● **TASK TO COMPLETE**
From the records below, determine the number of lines containing "exists". Output that number alone.

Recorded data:
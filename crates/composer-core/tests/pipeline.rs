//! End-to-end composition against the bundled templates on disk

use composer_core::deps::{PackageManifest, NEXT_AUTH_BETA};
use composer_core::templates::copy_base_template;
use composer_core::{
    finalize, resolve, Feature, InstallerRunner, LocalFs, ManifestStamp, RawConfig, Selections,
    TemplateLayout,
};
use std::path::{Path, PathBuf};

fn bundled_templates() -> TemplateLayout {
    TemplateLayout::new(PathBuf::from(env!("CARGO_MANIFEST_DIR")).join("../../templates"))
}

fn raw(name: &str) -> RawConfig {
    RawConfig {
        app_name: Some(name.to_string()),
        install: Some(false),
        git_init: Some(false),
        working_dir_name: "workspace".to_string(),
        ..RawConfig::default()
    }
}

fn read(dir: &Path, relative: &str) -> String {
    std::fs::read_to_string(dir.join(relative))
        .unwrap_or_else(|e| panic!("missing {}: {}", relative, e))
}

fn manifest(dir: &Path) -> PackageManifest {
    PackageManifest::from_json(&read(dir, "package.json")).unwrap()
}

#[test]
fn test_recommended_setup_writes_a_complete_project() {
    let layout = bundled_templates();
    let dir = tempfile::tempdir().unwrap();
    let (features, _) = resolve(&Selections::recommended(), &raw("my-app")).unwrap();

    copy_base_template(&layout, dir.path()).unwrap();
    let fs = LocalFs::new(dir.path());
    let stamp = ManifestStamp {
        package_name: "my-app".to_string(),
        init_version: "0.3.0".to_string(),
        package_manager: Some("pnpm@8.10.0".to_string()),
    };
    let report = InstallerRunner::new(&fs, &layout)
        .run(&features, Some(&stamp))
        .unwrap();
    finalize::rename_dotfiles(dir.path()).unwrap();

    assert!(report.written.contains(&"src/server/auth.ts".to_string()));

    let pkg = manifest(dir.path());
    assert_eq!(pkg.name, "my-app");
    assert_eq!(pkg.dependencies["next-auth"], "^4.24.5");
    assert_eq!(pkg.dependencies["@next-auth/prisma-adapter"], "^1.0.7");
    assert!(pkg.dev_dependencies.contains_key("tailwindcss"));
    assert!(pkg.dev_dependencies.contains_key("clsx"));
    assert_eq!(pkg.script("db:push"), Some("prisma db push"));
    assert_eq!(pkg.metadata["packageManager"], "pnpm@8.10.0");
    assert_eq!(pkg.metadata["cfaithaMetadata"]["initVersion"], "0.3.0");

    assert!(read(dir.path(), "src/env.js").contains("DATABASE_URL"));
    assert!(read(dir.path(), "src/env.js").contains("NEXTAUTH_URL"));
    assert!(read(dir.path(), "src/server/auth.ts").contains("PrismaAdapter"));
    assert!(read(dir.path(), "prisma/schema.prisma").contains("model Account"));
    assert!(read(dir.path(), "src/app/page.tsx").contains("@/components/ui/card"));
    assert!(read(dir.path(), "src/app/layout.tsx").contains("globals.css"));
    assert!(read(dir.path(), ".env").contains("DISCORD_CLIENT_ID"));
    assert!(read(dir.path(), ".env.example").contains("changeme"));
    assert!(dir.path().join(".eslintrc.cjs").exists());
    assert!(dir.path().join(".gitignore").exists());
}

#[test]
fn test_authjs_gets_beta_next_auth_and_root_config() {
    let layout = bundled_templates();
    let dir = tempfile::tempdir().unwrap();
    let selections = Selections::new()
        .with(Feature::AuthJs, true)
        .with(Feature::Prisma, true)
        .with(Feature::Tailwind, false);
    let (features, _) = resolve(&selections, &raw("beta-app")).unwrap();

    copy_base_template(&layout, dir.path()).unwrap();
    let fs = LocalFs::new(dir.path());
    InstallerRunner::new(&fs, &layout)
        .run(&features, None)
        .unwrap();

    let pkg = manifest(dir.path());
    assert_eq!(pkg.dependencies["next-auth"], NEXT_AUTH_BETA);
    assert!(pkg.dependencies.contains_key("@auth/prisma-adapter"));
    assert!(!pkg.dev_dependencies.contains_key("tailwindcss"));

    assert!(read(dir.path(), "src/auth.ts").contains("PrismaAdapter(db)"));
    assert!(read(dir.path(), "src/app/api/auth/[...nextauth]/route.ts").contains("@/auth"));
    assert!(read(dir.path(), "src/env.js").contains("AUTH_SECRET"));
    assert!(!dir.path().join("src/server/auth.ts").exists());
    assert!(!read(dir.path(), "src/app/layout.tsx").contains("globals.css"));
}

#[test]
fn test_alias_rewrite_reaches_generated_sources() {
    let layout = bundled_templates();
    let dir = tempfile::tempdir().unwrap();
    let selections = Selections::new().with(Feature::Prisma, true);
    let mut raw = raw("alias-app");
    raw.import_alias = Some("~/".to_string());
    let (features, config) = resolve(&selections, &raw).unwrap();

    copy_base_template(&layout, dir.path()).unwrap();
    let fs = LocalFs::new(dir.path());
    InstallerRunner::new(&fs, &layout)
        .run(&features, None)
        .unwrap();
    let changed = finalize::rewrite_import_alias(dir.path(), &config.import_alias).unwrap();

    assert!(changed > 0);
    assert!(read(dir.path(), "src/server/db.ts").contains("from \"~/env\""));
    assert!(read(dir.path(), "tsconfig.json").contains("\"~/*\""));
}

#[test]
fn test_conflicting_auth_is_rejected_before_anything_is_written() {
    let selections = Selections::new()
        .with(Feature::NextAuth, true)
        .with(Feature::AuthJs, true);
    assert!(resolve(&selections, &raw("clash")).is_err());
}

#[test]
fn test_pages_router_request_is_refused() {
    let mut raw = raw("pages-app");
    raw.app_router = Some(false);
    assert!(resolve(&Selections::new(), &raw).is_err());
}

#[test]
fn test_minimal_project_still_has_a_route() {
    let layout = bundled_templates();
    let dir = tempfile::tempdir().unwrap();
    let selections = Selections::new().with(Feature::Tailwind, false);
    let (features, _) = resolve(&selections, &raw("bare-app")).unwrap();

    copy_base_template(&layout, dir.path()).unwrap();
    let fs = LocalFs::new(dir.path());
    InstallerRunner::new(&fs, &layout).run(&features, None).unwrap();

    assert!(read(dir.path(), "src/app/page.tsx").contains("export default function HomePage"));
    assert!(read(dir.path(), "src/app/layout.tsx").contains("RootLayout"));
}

● **RESULT FOR THIS EXERCISE**
3